Work required
The lines to copy from the listing below are those that contain the string "else".

Data extract
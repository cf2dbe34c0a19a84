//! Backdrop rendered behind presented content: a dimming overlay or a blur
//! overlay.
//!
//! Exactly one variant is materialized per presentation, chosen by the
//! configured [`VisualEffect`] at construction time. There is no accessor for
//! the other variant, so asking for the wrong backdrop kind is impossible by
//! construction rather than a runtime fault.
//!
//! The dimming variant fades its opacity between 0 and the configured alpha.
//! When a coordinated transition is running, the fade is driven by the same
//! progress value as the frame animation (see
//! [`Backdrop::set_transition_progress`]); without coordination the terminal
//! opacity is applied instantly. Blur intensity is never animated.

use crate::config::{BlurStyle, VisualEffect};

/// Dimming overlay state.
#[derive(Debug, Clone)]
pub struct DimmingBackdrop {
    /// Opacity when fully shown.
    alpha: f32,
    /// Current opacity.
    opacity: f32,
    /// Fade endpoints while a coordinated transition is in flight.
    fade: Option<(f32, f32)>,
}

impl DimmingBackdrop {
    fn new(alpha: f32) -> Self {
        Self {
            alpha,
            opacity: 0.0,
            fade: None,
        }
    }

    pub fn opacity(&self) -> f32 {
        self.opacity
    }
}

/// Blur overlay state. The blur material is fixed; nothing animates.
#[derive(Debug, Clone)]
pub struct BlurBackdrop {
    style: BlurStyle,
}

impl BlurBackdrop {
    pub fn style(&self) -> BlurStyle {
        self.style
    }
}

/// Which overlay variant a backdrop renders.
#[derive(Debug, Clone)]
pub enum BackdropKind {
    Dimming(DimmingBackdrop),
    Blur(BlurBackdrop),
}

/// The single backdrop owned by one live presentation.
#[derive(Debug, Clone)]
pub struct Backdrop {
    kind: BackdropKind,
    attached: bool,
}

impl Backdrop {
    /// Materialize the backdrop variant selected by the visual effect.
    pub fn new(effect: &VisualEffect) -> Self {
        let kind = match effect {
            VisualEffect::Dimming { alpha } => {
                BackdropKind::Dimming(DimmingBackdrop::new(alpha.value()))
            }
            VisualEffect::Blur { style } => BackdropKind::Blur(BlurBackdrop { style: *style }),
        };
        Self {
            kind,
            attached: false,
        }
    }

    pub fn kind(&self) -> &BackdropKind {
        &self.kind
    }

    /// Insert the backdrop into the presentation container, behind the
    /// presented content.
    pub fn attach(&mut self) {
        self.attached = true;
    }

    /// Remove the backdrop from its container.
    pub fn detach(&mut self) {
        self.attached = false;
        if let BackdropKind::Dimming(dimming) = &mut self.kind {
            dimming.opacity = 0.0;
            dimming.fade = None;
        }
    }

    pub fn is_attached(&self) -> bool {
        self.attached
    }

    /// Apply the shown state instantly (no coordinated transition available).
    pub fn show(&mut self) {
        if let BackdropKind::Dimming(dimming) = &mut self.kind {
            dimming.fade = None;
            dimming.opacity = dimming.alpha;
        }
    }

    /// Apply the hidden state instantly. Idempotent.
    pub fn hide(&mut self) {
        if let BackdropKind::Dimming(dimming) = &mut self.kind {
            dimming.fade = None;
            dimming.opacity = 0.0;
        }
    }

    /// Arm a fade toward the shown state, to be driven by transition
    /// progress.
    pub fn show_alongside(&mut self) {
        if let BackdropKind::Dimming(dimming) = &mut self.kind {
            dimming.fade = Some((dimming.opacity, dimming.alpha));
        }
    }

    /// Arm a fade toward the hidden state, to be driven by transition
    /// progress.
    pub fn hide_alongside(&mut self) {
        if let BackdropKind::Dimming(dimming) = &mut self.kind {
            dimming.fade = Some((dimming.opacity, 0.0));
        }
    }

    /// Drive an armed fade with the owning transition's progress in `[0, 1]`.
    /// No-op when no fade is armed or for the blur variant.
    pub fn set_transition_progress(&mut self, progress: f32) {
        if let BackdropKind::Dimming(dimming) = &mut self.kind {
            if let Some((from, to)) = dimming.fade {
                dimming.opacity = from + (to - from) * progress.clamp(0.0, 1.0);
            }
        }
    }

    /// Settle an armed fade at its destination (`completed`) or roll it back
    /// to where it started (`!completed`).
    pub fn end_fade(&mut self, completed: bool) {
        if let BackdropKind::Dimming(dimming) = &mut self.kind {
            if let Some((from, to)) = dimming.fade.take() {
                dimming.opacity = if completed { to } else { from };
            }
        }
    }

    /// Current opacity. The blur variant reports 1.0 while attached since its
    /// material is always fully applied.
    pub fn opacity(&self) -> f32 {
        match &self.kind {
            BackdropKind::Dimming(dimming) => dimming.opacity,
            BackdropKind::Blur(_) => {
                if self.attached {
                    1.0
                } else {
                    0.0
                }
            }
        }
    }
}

Result
                dimming.opacity = if completed { to } else { from };
                } else {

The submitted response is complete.